=== TASK REQUIREMENTS ===
Search the data below for the string "seconds". Extract every line that contains it.

(Collected data)
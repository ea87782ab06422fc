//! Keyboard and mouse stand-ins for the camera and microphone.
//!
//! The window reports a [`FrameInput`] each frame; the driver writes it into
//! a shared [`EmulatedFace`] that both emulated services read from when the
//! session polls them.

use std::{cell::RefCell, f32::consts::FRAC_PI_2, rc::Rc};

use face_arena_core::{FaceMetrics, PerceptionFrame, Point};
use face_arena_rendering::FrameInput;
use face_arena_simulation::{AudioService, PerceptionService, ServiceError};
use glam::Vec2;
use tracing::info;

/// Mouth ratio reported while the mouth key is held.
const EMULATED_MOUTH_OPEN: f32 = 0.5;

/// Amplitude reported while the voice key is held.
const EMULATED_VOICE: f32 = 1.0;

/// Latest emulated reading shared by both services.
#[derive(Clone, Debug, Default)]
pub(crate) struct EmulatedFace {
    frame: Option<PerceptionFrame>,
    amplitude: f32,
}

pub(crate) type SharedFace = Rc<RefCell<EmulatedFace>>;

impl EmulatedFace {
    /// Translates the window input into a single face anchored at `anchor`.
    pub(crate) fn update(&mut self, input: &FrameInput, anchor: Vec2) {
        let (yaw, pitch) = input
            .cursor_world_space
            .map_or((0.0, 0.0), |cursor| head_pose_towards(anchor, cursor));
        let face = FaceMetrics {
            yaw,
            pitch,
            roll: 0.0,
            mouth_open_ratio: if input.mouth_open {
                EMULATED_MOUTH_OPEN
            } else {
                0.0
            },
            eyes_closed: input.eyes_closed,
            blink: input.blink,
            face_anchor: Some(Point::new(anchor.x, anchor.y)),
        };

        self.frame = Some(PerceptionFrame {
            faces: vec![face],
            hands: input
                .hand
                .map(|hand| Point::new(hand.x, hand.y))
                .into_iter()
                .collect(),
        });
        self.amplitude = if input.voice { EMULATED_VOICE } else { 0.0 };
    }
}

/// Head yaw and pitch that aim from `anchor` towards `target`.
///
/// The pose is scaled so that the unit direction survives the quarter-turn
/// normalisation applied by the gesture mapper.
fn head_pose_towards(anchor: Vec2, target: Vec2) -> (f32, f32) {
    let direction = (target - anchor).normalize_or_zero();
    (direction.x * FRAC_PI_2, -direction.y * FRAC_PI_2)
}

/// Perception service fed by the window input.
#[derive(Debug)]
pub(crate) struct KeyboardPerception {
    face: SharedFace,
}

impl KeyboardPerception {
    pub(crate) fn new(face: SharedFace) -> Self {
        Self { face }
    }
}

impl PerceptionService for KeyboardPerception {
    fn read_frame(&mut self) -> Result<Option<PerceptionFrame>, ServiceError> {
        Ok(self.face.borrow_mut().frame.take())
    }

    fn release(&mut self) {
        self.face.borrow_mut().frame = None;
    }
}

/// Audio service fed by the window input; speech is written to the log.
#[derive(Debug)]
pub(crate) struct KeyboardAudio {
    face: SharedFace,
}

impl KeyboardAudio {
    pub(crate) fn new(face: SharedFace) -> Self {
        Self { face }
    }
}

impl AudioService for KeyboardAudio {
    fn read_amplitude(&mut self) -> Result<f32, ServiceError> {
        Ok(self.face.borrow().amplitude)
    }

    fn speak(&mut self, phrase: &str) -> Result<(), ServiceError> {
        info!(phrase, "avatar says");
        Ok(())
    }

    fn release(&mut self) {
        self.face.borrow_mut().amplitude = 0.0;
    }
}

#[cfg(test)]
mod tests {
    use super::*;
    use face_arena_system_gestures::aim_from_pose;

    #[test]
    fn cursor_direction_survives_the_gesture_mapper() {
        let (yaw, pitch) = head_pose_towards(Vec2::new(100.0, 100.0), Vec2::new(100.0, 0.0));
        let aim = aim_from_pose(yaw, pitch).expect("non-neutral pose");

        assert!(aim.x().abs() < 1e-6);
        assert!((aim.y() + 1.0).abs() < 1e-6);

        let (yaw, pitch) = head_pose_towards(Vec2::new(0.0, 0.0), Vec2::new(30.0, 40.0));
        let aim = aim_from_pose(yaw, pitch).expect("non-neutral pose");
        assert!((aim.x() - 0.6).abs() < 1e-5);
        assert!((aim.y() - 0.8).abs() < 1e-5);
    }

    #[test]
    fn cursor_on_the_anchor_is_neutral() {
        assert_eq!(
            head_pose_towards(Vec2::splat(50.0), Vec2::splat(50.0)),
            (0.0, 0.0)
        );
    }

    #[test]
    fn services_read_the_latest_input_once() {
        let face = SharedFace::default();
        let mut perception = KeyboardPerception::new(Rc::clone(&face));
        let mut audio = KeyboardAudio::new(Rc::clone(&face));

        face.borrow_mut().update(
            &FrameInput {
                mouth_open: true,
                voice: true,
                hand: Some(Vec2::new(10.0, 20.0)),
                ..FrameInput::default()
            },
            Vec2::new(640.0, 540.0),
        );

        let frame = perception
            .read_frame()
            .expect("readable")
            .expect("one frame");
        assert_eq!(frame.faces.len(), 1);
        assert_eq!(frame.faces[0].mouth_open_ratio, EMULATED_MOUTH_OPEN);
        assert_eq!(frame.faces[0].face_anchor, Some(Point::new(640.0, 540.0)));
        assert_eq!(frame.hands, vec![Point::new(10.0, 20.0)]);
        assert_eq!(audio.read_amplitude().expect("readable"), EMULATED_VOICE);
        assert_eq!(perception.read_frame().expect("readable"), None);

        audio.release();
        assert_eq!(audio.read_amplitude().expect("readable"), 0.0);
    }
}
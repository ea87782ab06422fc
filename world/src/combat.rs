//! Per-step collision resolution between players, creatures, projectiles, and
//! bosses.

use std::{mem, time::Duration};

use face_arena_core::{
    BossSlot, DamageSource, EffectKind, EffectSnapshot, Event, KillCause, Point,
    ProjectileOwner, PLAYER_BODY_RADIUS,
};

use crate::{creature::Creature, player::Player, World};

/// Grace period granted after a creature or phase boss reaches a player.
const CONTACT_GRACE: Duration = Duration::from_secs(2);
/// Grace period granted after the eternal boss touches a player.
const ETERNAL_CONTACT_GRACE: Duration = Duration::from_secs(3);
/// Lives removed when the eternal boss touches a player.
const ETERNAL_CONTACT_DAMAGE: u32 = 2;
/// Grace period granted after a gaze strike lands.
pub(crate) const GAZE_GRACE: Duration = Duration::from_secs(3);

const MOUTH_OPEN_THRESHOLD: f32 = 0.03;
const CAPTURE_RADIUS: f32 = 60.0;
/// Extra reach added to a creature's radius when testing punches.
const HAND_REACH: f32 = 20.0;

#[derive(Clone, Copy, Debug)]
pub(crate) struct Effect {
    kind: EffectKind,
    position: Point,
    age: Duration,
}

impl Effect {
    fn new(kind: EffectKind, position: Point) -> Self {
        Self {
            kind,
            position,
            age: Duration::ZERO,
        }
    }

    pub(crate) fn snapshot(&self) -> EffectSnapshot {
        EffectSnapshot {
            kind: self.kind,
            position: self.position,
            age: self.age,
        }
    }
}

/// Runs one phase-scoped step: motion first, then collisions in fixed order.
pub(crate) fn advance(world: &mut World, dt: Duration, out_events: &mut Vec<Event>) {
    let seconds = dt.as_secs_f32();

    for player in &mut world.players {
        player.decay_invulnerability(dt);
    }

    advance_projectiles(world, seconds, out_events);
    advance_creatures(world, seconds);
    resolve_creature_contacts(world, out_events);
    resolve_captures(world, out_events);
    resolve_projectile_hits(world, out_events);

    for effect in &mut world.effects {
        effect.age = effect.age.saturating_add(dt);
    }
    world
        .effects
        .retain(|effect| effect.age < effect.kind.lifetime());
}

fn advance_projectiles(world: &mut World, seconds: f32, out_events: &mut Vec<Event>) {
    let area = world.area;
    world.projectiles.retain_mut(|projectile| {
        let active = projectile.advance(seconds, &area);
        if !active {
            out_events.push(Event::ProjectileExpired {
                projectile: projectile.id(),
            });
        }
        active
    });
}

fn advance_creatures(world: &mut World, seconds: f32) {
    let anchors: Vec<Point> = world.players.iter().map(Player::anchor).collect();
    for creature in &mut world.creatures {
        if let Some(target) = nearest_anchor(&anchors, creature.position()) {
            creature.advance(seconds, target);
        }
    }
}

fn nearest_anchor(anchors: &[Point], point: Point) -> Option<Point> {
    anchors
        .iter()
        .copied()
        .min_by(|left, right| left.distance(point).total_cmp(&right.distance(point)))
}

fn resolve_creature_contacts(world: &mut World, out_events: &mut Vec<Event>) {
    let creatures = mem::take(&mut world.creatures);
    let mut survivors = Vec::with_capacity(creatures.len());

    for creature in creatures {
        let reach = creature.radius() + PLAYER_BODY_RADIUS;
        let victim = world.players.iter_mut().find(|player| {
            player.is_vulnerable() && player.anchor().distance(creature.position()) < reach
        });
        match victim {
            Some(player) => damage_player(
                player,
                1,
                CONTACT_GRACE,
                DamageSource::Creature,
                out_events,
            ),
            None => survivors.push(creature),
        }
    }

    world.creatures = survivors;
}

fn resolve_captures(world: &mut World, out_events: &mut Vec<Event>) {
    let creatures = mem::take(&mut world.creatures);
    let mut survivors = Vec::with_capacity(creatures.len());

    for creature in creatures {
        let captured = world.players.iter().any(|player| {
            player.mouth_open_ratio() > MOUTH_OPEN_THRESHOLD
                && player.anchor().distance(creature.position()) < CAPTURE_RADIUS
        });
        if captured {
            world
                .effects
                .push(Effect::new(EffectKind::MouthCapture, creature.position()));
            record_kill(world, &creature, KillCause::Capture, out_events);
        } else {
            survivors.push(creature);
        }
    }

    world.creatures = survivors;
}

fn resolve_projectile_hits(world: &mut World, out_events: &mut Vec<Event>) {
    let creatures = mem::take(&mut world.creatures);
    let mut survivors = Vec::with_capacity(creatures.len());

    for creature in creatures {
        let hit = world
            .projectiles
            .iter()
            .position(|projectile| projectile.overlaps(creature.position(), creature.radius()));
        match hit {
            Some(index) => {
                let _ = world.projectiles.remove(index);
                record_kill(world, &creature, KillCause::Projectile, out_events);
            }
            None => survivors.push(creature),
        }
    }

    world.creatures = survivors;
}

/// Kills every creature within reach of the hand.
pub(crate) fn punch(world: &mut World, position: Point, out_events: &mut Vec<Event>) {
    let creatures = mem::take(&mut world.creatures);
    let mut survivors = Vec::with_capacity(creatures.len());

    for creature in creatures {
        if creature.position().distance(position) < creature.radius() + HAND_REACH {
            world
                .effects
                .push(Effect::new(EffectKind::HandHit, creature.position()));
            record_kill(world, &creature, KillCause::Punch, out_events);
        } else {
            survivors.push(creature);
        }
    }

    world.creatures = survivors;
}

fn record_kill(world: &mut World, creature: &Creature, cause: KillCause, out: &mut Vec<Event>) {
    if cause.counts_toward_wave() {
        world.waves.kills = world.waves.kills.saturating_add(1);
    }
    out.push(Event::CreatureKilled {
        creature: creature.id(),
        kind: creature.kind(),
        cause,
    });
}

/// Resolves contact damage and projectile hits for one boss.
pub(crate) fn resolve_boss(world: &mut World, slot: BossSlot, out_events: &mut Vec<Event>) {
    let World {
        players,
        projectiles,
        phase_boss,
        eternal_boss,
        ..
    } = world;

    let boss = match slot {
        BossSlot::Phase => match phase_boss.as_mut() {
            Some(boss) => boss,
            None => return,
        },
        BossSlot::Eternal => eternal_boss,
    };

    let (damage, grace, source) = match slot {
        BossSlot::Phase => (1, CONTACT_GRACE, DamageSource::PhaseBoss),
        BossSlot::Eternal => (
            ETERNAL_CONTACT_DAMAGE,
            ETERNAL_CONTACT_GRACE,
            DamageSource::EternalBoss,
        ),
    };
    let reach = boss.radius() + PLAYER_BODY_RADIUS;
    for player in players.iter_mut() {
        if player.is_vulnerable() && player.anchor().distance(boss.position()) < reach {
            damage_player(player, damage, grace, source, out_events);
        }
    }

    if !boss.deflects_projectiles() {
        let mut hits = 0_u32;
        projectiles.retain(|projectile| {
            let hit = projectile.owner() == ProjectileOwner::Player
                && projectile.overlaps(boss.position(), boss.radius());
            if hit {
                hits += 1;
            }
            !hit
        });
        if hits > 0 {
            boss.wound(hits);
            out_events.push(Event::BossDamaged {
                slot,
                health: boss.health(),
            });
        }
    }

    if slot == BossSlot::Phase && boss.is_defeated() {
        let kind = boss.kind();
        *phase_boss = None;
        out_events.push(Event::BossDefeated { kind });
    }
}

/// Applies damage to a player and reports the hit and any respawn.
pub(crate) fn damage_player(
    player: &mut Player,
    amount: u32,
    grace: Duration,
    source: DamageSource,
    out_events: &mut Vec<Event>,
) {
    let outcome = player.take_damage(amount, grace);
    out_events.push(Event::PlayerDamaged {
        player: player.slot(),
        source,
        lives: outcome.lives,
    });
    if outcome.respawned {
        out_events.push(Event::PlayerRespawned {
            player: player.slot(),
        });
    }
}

=== EXPECTED ANSWER ===
    let seconds = dt.as_secs_f32();
    advance_projectiles(world, seconds, out_events);
    advance_creatures(world, seconds);
fn advance_projectiles(world: &mut World, seconds: f32, out_events: &mut Vec<Event>) {
        let active = projectile.advance(seconds, &area);
fn advance_creatures(world: &mut World, seconds: f32) {
            creature.advance(seconds, target);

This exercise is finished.